Cruel & Unusual: How Ancient Egyptians Punished Their Criminals

Ancient Egyptian laws were written by the Pharaoh and enforced by him (her) and the officials. Breaking these laws almost never ended well for the criminal, because of the harsh punishments. The decisions to administer these punishments were in the hands of a vizer or an oracle, but the most significant cases were referred to the Pharaoh. Below you can find a list of the most common fatal and non-fatal punishments of Ancient Egypt.

Fatal punishments

Ramses III

Ramses III. Source: Wikimedia

Fatal punishments were rare, but merciless. They were imposed for the worst crimes, such as treason and plotting against the Pharaoh. One of the most notable examples is Ramses III executing a team that plotted against him by impalement – very slow and painful death.

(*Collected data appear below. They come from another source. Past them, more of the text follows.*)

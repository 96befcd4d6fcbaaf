use std::sync::Arc;
use std::time::Duration;

use chrono::Timelike;
use tokio_util::sync::CancellationToken;
use tracing::info;

use crate::config::PortalConfig;
use crate::error::{BotError, Result};
use crate::models::{CategorizedListings, Category};
use crate::portal::form::ApplicationForm;
use crate::portal::{
    ApplicationSubmitter, Authenticator, CountdownResolver, ListingDiscovery, ScheduledWaiter,
    SearchParams, Session, SessionManager, WaitOutcome, WallClock,
};
use crate::status::SharedSink;

/// How many listings to go for, and from which categories
#[derive(Debug, Clone, Copy, PartialEq, Eq)]
pub struct Selection {
    /// `None` applies to every selectable listing
    pub count: Option<usize>,
    /// Also consider `geenvoorrang` listings after the priority ones
    pub include_lower_priority: bool,
}

impl Default for Selection {
    fn default() -> Self {
        Self {
            count: Some(1),
            include_lower_priority: false,
        }
    }
}

/// Cheapest selectable listing ids, priority category first.
pub fn select_targets(categorized: &CategorizedListings, selection: &Selection) -> Vec<String> {
    let mut categories = vec![Category::Voorrang];
    if selection.include_lower_priority {
        categories.push(Category::Geenvoorrang);
    }

    let candidates = categories
        .iter()
        .filter_map(|category| categorized.get(category))
        .flatten()
        .filter(|listing| listing.is_selectable && !listing.category.is_excluded())
        .map(|listing| listing.id.clone());

    match selection.count {
        Some(count) => candidates.take(count).collect(),
        None => candidates.collect(),
    }
}

/// One bot run: owns the browser-backed session manager, the authenticated
/// session and the stop signal, and hands them to each component.
///
/// Dropping the bot invalidates the session; the authenticator tears the
/// browser down when its last handle goes away.
pub struct Bot {
    config: PortalConfig,
    sink: SharedSink,
    clock: Arc<dyn WallClock>,
    sessions: SessionManager,
    session: Option<Arc<Session>>,
    cancel: CancellationToken,
}

impl Bot {
    pub fn new(
        config: PortalConfig,
        authenticator: Arc<dyn Authenticator>,
        sink: SharedSink,
        clock: Arc<dyn WallClock>,
    ) -> Self {
        let sessions = SessionManager::new(authenticator, config.clone(), sink.clone());
        Self {
            config,
            sink,
            clock,
            sessions,
            session: None,
            cancel: CancellationToken::new(),
        }
    }

    /// Handle for stopping the run from anywhere; cancelling twice is harmless.
    pub fn stop_handle(&self) -> CancellationToken {
        self.cancel.clone()
    }

    pub fn stop(&self) {
        self.cancel.cancel();
    }

    pub fn is_logged_in(&self) -> bool {
        self.session.as_ref().is_some_and(|s| s.is_logged_in())
    }

    pub async fn login(&mut self, username: &str, password: &str) -> Result<()> {
        let session = self.sessions.login(username, password).await?;
        self.session = Some(session);
        Ok(())
    }

    fn session(&self) -> Result<Arc<Session>> {
        self.session
            .as_ref()
            .filter(|session| session.is_logged_in())
            .cloned()
            .ok_or(BotError::NotAuthenticated)
    }

    fn discovery(&self) -> Result<ListingDiscovery> {
        Ok(ListingDiscovery::new(
            self.session()?,
            self.config.clone(),
            self.sink.clone(),
            self.clock.clone(),
        ))
    }

    fn submitter(&self) -> Result<ApplicationSubmitter> {
        Ok(ApplicationSubmitter::new(
            self.session()?,
            self.config.clone(),
            self.sink.clone(),
        ))
    }

    pub async fn discover(&self, params: &SearchParams) -> Result<CategorizedListings> {
        self.discovery()?.discover_all_categorized(params).await
    }

    /// Submit right away.
    pub async fn apply_now(&self, listing_ids: &[String]) -> Result<usize> {
        self.submitter()?.apply_to(listing_ids, &self.cancel).await
    }

    /// Resolve the unlock moment, wait for it, then submit.
    ///
    /// A stop during the wait aborts the run with `Cancelled` before anything
    /// is sent.
    pub async fn apply_at_unlock(&self, listing_ids: &[String]) -> Result<usize> {
        let submitter = self.submitter()?;
        let resolver = CountdownResolver::new(self.session()?, self.config.clone(), self.sink.clone());
        let waiter = ScheduledWaiter::new(
            self.sink.clone(),
            self.clock.clone(),
            self.config.application_hour,
        );

        let countdown = resolver.resolve_wait().await;
        match waiter.wait(countdown, &self.cancel).await {
            WaitOutcome::Elapsed => submitter.apply_to(listing_ids, &self.cancel).await,
            WaitOutcome::Cancelled => Err(BotError::Cancelled),
        }
    }

    /// Discover until something selectable shows up, then apply at unlock.
    ///
    /// Gives up with `Ok(0)` when nothing is selectable once the application
    /// hour has been reached.
    pub async fn run_scheduled(
        &self,
        params: &SearchParams,
        selection: &Selection,
        rediscover_every: Duration,
    ) -> Result<usize> {
        let targets = loop {
            let categorized = self.discover(params).await?;
            let targets = select_targets(&categorized, selection);
            if !targets.is_empty() {
                break targets;
            }

            // Past the application hour everything open is already live.
            if self.clock.now().hour() >= self.config.application_hour {
                self.sink
                    .info("Application window has closed for today. Shutting down.");
                return Ok(0);
            }

            self.sink.info(&format!(
                "No selectable listings yet. Will check again in {}s.",
                rediscover_every.as_secs()
            ));
            tokio::select! {
                _ = self.cancel.cancelled() => return Err(BotError::Cancelled),
                _ = tokio::time::sleep(rediscover_every) => {}
            }
        };

        info!("Selected {} targets: {:?}", targets.len(), targets);
        self.sink
            .info(&format!("Selected listings: {}", targets.join(", ")));
        self.apply_at_unlock(&targets).await
    }

    /// Discover and apply immediately.
    pub async fn run_now(&self, params: &SearchParams, selection: &Selection) -> Result<usize> {
        let categorized = self.discover(params).await?;
        let targets = select_targets(&categorized, selection);
        if targets.is_empty() {
            self.sink.info("No selectable listings found.");
            return Ok(0);
        }
        self.apply_now(&targets).await
    }

    /// Check that one listing's application form can be built; submit only when asked.
    pub async fn run_test(&self, listing_id: &str, submit: bool) -> Result<ApplicationForm> {
        self.sink
            .info(&format!("Test mode started for listing ID: {listing_id}"));
        let form = self.submitter()?.probe(listing_id).await?;
        let names: Vec<&str> = form.fields.keys().map(String::as_str).collect();
        self.sink.info(&format!(
            "Application form found with fields: {}",
            names.join(", ")
        ));
        if form.has_field(&self.config.token_field) {
            self.sink.info("Anti-forgery token found.");
        }

        if submit {
            self.apply_now(&[listing_id.to_string()]).await?;
        } else {
            self.sink
                .info("Test successful. Form was prepared but not submitted as requested.");
        }
        Ok(form)
    }

    /// Invalidate the session and close the browser.
    pub async fn shutdown(&mut self) {
        if let Some(session) = self.session.take() {
            session.invalidate();
        }
        self.sessions.shutdown().await;
    }
}

impl Drop for Bot {
    fn drop(&mut self) {
        if let Some(session) = self.session.take() {
            session.invalidate();
        }
    }
}

#[cfg(test)]
mod tests {
    use super::*;
    use crate::models::{empty_categories, ListingSummary};
    use crate::portal::session::tests::FakeAuthenticator;
    use crate::portal::traits::SystemClock;
    use crate::portal::FixedClock;
    use crate::status::MemorySink;
    use chrono::NaiveDate;
    use serde_json::json;
    use wiremock::matchers::{method, path};
    use wiremock::{Mock, MockServer, ResponseTemplate};

    fn listing(id: &str, price: f64, category: Category, selectable: bool) -> ListingSummary {
        ListingSummary {
            id: id.to_string(),
            address: String::new(),
            property_type: String::new(),
            price_display: String::new(),
            price_value: price,
            status_text: "LIVE".to_string(),
            is_selectable: selectable,
            image_url: None,
            category,
        }
    }

    fn categorized() -> CategorizedListings {
        let mut grouped = empty_categories();
        grouped.insert(
            Category::Voorrang,
            vec![
                listing("v1", 700.0, Category::Voorrang, true),
                listing("v2", 750.0, Category::Voorrang, false),
                listing("v3", 800.0, Category::Voorrang, true),
            ],
        );
        grouped.insert(
            Category::Geenvoorrang,
            vec![listing("g1", 600.0, Category::Geenvoorrang, true)],
        );
        grouped.insert(
            Category::Uitgesloten,
            vec![listing("u1", 500.0, Category::Uitgesloten, false)],
        );
        grouped
    }

    #[test]
    fn selects_cheapest_selectable_priority_listings() {
        let targets = select_targets(
            &categorized(),
            &Selection {
                count: Some(2),
                include_lower_priority: false,
            },
        );
        assert_eq!(targets, vec!["v1", "v3"]);
    }

    #[test]
    fn max_mode_takes_everything_selectable_in_priority_order() {
        let targets = select_targets(
            &categorized(),
            &Selection {
                count: None,
                include_lower_priority: true,
            },
        );
        assert_eq!(targets, vec!["v1", "v3", "g1"]);
    }

    #[tokio::test]
    async fn operations_refuse_before_login() {
        let bot = Bot::new(
            PortalConfig::for_base_url("https://portal.example").expect("valid url"),
            Arc::new(FakeAuthenticator::default()),
            MemorySink::new(),
            Arc::new(SystemClock),
        );
        assert!(!bot.is_logged_in());
        assert!(matches!(
            bot.discover(&SearchParams::default()).await,
            Err(BotError::NotAuthenticated)
        ));
        assert!(matches!(
            bot.apply_now(&["1".to_string()]).await,
            Err(BotError::NotAuthenticated)
        ));
    }

    #[tokio::test]
    async fn shutdown_invalidates_session() {
        let mut bot = Bot::new(
            PortalConfig::for_base_url("https://portal.example").expect("valid url"),
            Arc::new(FakeAuthenticator::default()),
            MemorySink::new(),
            Arc::new(SystemClock),
        );
        bot.login("jan", "geheim").await.expect("login");
        assert!(bot.is_logged_in());

        bot.shutdown().await;
        assert!(!bot.is_logged_in());
        assert!(matches!(
            bot.apply_now(&["1".to_string()]).await,
            Err(BotError::NotAuthenticated)
        ));
    }

    #[tokio::test]
    async fn scheduled_run_stops_once_the_window_has_closed() {
        let server = MockServer::start().await;
        let config = PortalConfig::for_base_url(&server.uri()).expect("valid url");
        Mock::given(method("POST"))
            .and(path(config.search_path.clone()))
            .respond_with(ResponseTemplate::new(200).set_body_json(json!({
                "d": { "resultaten": [], "totaal": 0 }
            })))
            .expect(1)
            .mount(&server)
            .await;

        let late = NaiveDate::from_ymd_opt(2025, 3, 14)
            .and_then(|d| d.and_hms_opt(21, 30, 0))
            .expect("valid time");
        let sink = MemorySink::new();
        let mut bot = Bot::new(
            config,
            Arc::new(FakeAuthenticator::default()),
            sink.clone(),
            Arc::new(FixedClock(late)),
        );
        bot.login("jan", "geheim").await.expect("login");

        let applied = tokio::time::timeout(
            Duration::from_secs(5),
            bot.run_scheduled(
                &SearchParams::default(),
                &Selection::default(),
                Duration::from_secs(60),
            ),
        )
        .await
        .expect("returns without waiting for another round")
        .expect("run completes");

        assert_eq!(applied, 0);
        assert!(sink.contains("Application window has closed"));
    }
}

Tomb raiding was another crime for which capital punishment was administered. Usually it was decapitation or drowning. These two punishments were also executed in severe cases of corruption – the decision in these cases was Pharaohs.

Burning alive was another method used in Ancient Egypt and was administered in cases of vandalism of temples and other places of worship. It wasn’t carried out very frequently because the Egyptians believed that burning alive would rob the deceased of his body and prevent him from achieving eternal life.

Perhaps surprisingly, death sentences were rarely administered for murder and manslaughter (no distinction in Ancient Egypt) – well, rarer than in other ancient civilisations. However, there are quite a few known instances of forced suicide in Ancient Egypt, instead of administered death sentence. In those cases, the convicted criminals were also punished posthumously by not being given a proper burial.

Non-fatal punishments

Caning

Caning. Source: Wikimedia

There were much more common than death sentences and sometimes were even performed on members of the family of the convicted criminal. The most commonly executed ones were:

Cane

100 strokes of a cane, coupled with five bleeding cuts in more severe occasions, were administered for illegal trade and fencing of stolen goods, as well as tax evasion. Sometimes, the cane was coupled with enslavement or exile to Nubia or the Western Oasis.

Disfigurement and mutilation

These punishments were mostly inflicted on thieves and often coupled with fines. However, the Egyptians also administered them in order to punish corrupt government officials. Some of them had their noses and ears cut off and were either exiled or enslaved. Torture wasn’t an unusual means of obtaining confessions and details and accomplices of the crime committed. The most common method of torture involved beating a criminal’s foot with a stick (bastinato).

Imprisonment

Egyptians prisons were deep pits and wells and weren’t used too often. The only known victims of imprisonment are Egyptian debtors and deserters and in those cases, imprisonment was more of a means of preventing escape and forcing them to pay up their debts than actual punishment. Pharaoh Bocchoris has eventually banned punishment of debtors by imprisonment.